Blaoui Houari was born 1926 in the M'dina Jadida district of Oran. He became familiar with bedoui music by listening to records at his father's café; he learned piano and mandoline from his brother Kouider. During World War II he worked as a timekeeper at the Oran docks for the US forces, and meanwhile commenced his musical career backing up a Jewish friend named Sébouan, who sang in the style of Tino Rossi, on guitar. Houari subsequently teamed up with Jewish-Algerian pianist Maurice El Medioni, who had developed a distinctive Oriental boogie-woogie style of playing, with a bit of rumba thrown in, after meeting US servicemen (and particularly Puerto Rican ones) who brought their jazz records with them when US forces occupied Oran in November 1942. Medioni and Houari, the latter on accordion or guitar, started out performing French and American hits, and eventually began to develop a repertoire in Arabic. The genre of music developed by Houari (and also Ahmed Wahby and Ahmed Sabr) is known as ouahrani. Houari and Medioni developed a following in Oran, playing at the famous Café Salva.
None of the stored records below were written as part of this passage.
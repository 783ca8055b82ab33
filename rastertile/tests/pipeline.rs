//! End-to-end: GeoTIFF on disk → pyramid → index → render / count.

use std::fs::File;
use std::path::Path;
use std::sync::Arc;

use rastertile::aggregate::{AggregationEngine, Aggregator, Grouping};
use rastertile::coord::{tile_transform, LayerId, TileCoord, ZoomRange};
use rastertile::index::{LayerKind, MissReason, RasterLayer, TileIndex};
use rastertile::legend::Legend;
use rastertile::pyramid::{PyramidBuilder, PyramidConfig};
use rastertile::raster::{open, GeoTiffSource, RasterError, WGS84_SRID};
use rastertile::render::{PngEncoder, Renderer};
use tiff::encoder::{colortype, TiffEncoder};
use tiff::tags::Tag;
use tokio_util::sync::CancellationToken;

/// 16x16 geographic raster over lon 0..90, lat 0..45: west half 1, east half 2,
/// with the south-west pixel set to nodata.
fn write_geographic_tiff(path: &Path) {
    let mut data = Vec::with_capacity(256);
    for row in 0..16 {
        for col in 0..16 {
            data.push(if col < 8 { 1u8 } else { 2u8 });
            if row == 15 && col == 0 {
                *data.last_mut().unwrap() = 255;
            }
        }
    }
    let file = File::create(path).unwrap();
    let mut encoder = TiffEncoder::new(file).unwrap();
    let mut image = encoder.new_image::<colortype::Gray8>(16, 16).unwrap();
    image
        .encoder()
        .write_tag(Tag::ModelPixelScaleTag, &[90.0f64 / 16.0, 45.0 / 16.0, 0.0][..])
        .unwrap();
    image
        .encoder()
        .write_tag(Tag::ModelTiepointTag, &[0.0f64, 0.0, 0.0, 0.0, 45.0, 0.0][..])
        .unwrap();
    image
        .encoder()
        .write_tag(
            Tag::GeoKeyDirectoryTag,
            &[1u16, 1, 0, 2, 1024, 0, 1, 2, 2048, 0, 1, 4326][..],
        )
        .unwrap();
    image.encoder().write_tag(Tag::GdalNodata, "255").unwrap();
    image.write_data(&data).unwrap();
}

fn build() -> (tempfile::TempDir, RasterLayer, TileIndex, PyramidBuilder) {
    let dir = tempfile::tempdir().unwrap();
    let path = dir.path().join("halves.tif");
    write_geographic_tiff(&path);

    let raster = open(&GeoTiffSource::new(&path)).unwrap();
    assert_eq!(raster.srid(), WGS84_SRID);
    let layer = RasterLayer::new(LayerId(1), "halves", LayerKind::Categorical, raster).unwrap();

    let index = TileIndex::new();
    let builder = PyramidBuilder::new(PyramidConfig::default().with_tile_size(16).with_workers(2)).unwrap();
    let report = builder
        .build(&layer, &index, &CancellationToken::new(), None)
        .unwrap();
    assert!(report.is_complete());
    assert!(report.tiles_written > 0);
    (dir, layer, index, builder)
}

#[test]
fn geographic_tiff_is_tiled_in_web_mercator() {
    let (_dir, layer, index, _builder) = build();

    let zoom_range = index.zoom_range(layer.id()).unwrap().unwrap();
    assert_eq!(zoom_range.min, 0);
    assert!(zoom_range.max >= 1);

    for zoom in zoom_range.iter() {
        let listing = index.list(layer.id(), zoom).unwrap();
        assert!(!listing.coords().is_empty());
        for tile in listing {
            assert_eq!(tile.raster().width(), 16);
            assert_eq!(tile.raster().height(), 16);
            assert_eq!(tile.raster().transform(), &tile_transform(&tile.coord(), 16));
            // Everything north-east of the origin; TMS rows grow north.
            let half = 1u32 << zoom >> 1;
            assert!(zoom == 0 || (tile.coord().x >= half && tile.coord().y >= half));
        }
    }

    // The south-west world quadrant is outside the layer.
    let south_west = TileCoord::new(1, 0, 0).unwrap();
    assert_eq!(
        index.explain_miss(layer.id(), south_west),
        Some(MissReason::OutsideExtent)
    );
    let too_deep = TileCoord::new(zoom_range.max + 1, 0, 0).unwrap();
    assert_eq!(
        index.explain_miss(layer.id(), too_deep),
        Some(MissReason::ZoomNotBuilt)
    );
}

#[test]
fn value_counts_only_see_valid_values() {
    let (_dir, layer, index, _builder) = build();
    let engine = AggregationEngine::new(2).unwrap();

    let layers = [("a".to_string(), layer.id())].into_iter().collect();
    let counts = Aggregator::new(layers, None)
        .unwrap()
        .value_count(&index, &engine, false)
        .unwrap();
    let keys: Vec<&str> = counts.keys().map(String::as_str).collect();
    assert_eq!(keys, vec!["1", "2"]);
    assert!(counts.values().all(|c| *c > 0.0));

    let legend = Legend::from_json(
        r##"{"title": "halves", "entries": [
            {"name": "West", "expression": "1", "color": "#00ff00", "code": 1},
            {"name": "Anything", "expression": "x > 0", "color": "#0000ff", "code": 2}
        ]}"##,
    )
    .unwrap();
    let layers = [("a".to_string(), layer.id())].into_iter().collect();
    let by_entry = Aggregator::new(layers, None)
        .unwrap()
        .with_grouping(Grouping::Legend(Arc::new(legend)))
        .value_count(&index, &engine, false)
        .unwrap();
    assert_eq!(by_entry["1"], counts["1"]);
    assert_eq!(by_entry["x > 0"], counts["2"]);
}

#[test]
fn rebuild_produces_identical_tiles() {
    let (_dir, layer, index, builder) = build();
    let snapshot = |index: &TileIndex| -> Vec<(TileCoord, Vec<f64>)> {
        let mut tiles = Vec::new();
        for zoom in index.zooms(layer.id()).unwrap() {
            for tile in index.list(layer.id(), zoom).unwrap() {
                tiles.push((tile.coord(), tile.band().unwrap().data().to_vec()));
            }
        }
        tiles
    };
    let before = snapshot(&index);
    let report = builder
        .build(&layer, &index, &CancellationToken::new(), None)
        .unwrap();
    assert_eq!(report.tiles_replaced, before.len());
    assert_eq!(snapshot(&index), before);
}

#[test]
fn tiles_render_to_png() {
    let (_dir, layer, index, _builder) = build();
    let legend = Legend::from_json(
        r##"{"title": "t", "entries": [{"name": "West", "expression": "1", "color": "#00ff00"}]}"##,
    )
    .unwrap();
    let renderer = Renderer::legend(Arc::new(legend));
    let tile = index
        .list(layer.id(), 0)
        .unwrap()
        .next()
        .expect("zoom 0 tile");
    let png = renderer.encode_tile(&tile, &PngEncoder).unwrap();
    let image = image::load_from_memory(&png).unwrap().to_rgba8();
    assert_eq!(image.dimensions(), (16, 16));
    // South-west quadrant of the world tile is outside the source.
    assert_eq!(image.get_pixel(0, 15).0, [0, 0, 0, 0]);
}

#[test]
fn cleared_layer_is_empty_but_registered() {
    let (_dir, layer, index, _builder) = build();
    let removed = index.clear_layer(layer.id()).unwrap();
    assert!(removed > 0);
    assert_eq!(index.tile_count(layer.id()).unwrap(), 0);
    assert_eq!(index.zoom_range(layer.id()).unwrap(), None::<ZoomRange>);
    assert!(index.layer_info(layer.id()).is_ok());
}

#[test]
fn memory_raster_cannot_back_a_layer() {
    let raster = rastertile::raster::MemorySource::new(
        1,
        1,
        rastertile::raster::GeoTransform::north_up(0.0, 1.0, 1.0, -1.0),
        WGS84_SRID,
        vec![rastertile::raster::Band::filled(
            rastertile::raster::DataType::UInt8,
            1,
            1,
            0.0,
            None,
        )],
    );
    let raster = open(&raster).unwrap();
    assert!(matches!(
        RasterLayer::new(LayerId(2), "memory", LayerKind::Continuous, raster),
        Err(RasterError::InvalidBackingStore)
    ));
}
Medioni and Blaoui performed as the Orchestre d'Oran. Here's a youtube video showing their group backing up the well-known Jewish-Algerian singer and violin master of Andalusian music, Cheikh Zouzou, on the song "Djesmi fani." Medioni is on piano, Houari on guitar. This is probably a broadcast from colonial-era Algerian television, which commenced broadcasting in 1957. It shows how versatile these artists were, and also how fluid the categories could be between ouahrani and Andalusian, and other genres as well.
Houari recorded his first sides for Pathé in 1953.
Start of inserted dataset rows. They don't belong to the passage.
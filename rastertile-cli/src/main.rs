//! rastertile CLI - Command-line interface
//!
//! Builds tile pyramids from GeoTIFF rasters, writes them out as PNG tiles,
//! and prints value counts and statistics as JSON.

mod commands;
mod error;

use std::path::PathBuf;

use clap::{Parser, Subcommand};
use rastertile::config::EngineConfig;
use rastertile::logging::{default_log_file, init_logging, LoggingGuard};
use rastertile::service::TileService;

use commands::common::{parse_binding, CountArgs, KindArg};
use error::CliError;

#[derive(Parser)]
#[command(name = "rastertile")]
#[command(about = "Raster tile pyramids with legend rendering, band algebra and value counts")]
#[command(version)]
struct Cli {
    /// Configuration file (INI); defaults to ~/.rastertile/config.ini
    #[arg(long, global = true)]
    config: Option<PathBuf>,

    /// Directory for the log file
    #[arg(long, global = true)]
    log_dir: Option<PathBuf>,

    #[command(subcommand)]
    command: Command,
}

#[derive(Subcommand)]
enum Command {
    /// Describe a raster and the pyramid it would produce
    Info {
        /// GeoTIFF to inspect
        raster: PathBuf,

        /// Layer kind (selects the default resampling)
        #[arg(long, value_enum, default_value = "categorical")]
        kind: KindArg,
    },

    /// Build the pyramid and write DIR/{z}/{x}/{y}.png
    Tiles {
        /// GeoTIFF to tile
        raster: PathBuf,

        /// Output directory
        #[arg(long)]
        out: PathBuf,

        /// Legend JSON used to colour the tiles (default: grey ramp)
        #[arg(long)]
        legend: Option<PathBuf>,

        /// Layer kind: categorical tiles use the legend's entries,
        /// continuous tiles interpolate between its thresholds
        #[arg(long = "layer-kind", value_enum, default_value = "categorical")]
        kind: KindArg,
    },

    /// Print the value count of a raster as JSON
    ValueCount {
        /// GeoTIFF to count
        raster: PathBuf,

        #[command(flatten)]
        args: CountArgs,
    },

    /// Print the value count of a formula over several rasters as JSON
    Algebra {
        /// Input binding NAME=PATH (repeatable)
        #[arg(long = "layer", value_parser = parse_binding, required = true)]
        layers: Vec<(String, PathBuf)>,

        /// Formula over the layer names, e.g. "(a > 3) & (b == 1)"
        #[arg(long)]
        formula: String,

        #[command(flatten)]
        args: CountArgs,
    },
}

fn default_config_path() -> PathBuf {
    dirs::home_dir()
        .unwrap_or_else(|| PathBuf::from("."))
        .join(".rastertile")
        .join("config.ini")
}

fn default_log_dir() -> PathBuf {
    dirs::cache_dir()
        .unwrap_or_else(std::env::temp_dir)
        .join("rastertile")
        .join("logs")
}

fn setup(cli: &Cli) -> Result<(LoggingGuard, TileService), CliError> {
    let log_dir = cli.log_dir.clone().unwrap_or_else(default_log_dir);
    let guard = init_logging(&log_dir, default_log_file()).map_err(CliError::LoggingInit)?;

    let config_path = cli.config.clone().unwrap_or_else(default_config_path);
    let config = EngineConfig::load_from(&config_path)?;
    tracing::debug!(path = %config_path.display(), ?config, "Configuration loaded");

    let service = TileService::new(config)?;
    Ok((guard, service))
}

async fn run(cli: Cli) -> Result<(), CliError> {
    let (_guard, service) = setup(&cli)?;
    match cli.command {
        Command::Info { raster, kind } => commands::info::run(&service, raster, kind).await,
        Command::Tiles {
            raster,
            out,
            legend,
            kind,
        } => commands::tiles::run(&service, raster, out, legend, kind).await,
        Command::ValueCount { raster, args } => {
            commands::value_count::run(&service, raster, args).await
        }
        Command::Algebra {
            layers,
            formula,
            args,
        } => commands::algebra::run(&service, layers, formula, args).await,
    }
}

#[tokio::main]
async fn main() {
    let cli = Cli::parse();
    if let Err(e) = run(cli).await {
        e.exit();
    }
}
One of his most famous numbers from this period was "Isma'a" (Listen). Here are two fabulous youtube vids of Blaoui Houari performing the song, on Algerian television. Perhaps from 1957. They show that Blaoui Houari was a very engaging performer, and they also demonstrate how modern, how contemporary sounding, was ouahrani.
In this clip the pianist is most definitely not Maurice El Medioni. You can see the pianist, from the back, at around 1:22.
In this one the pianist is not visible. It could be Medioni, who knows?
Medioni left Oran for France after independence, where he enjoyed a long and illustrious career. He recently fell ill and moved to Israel.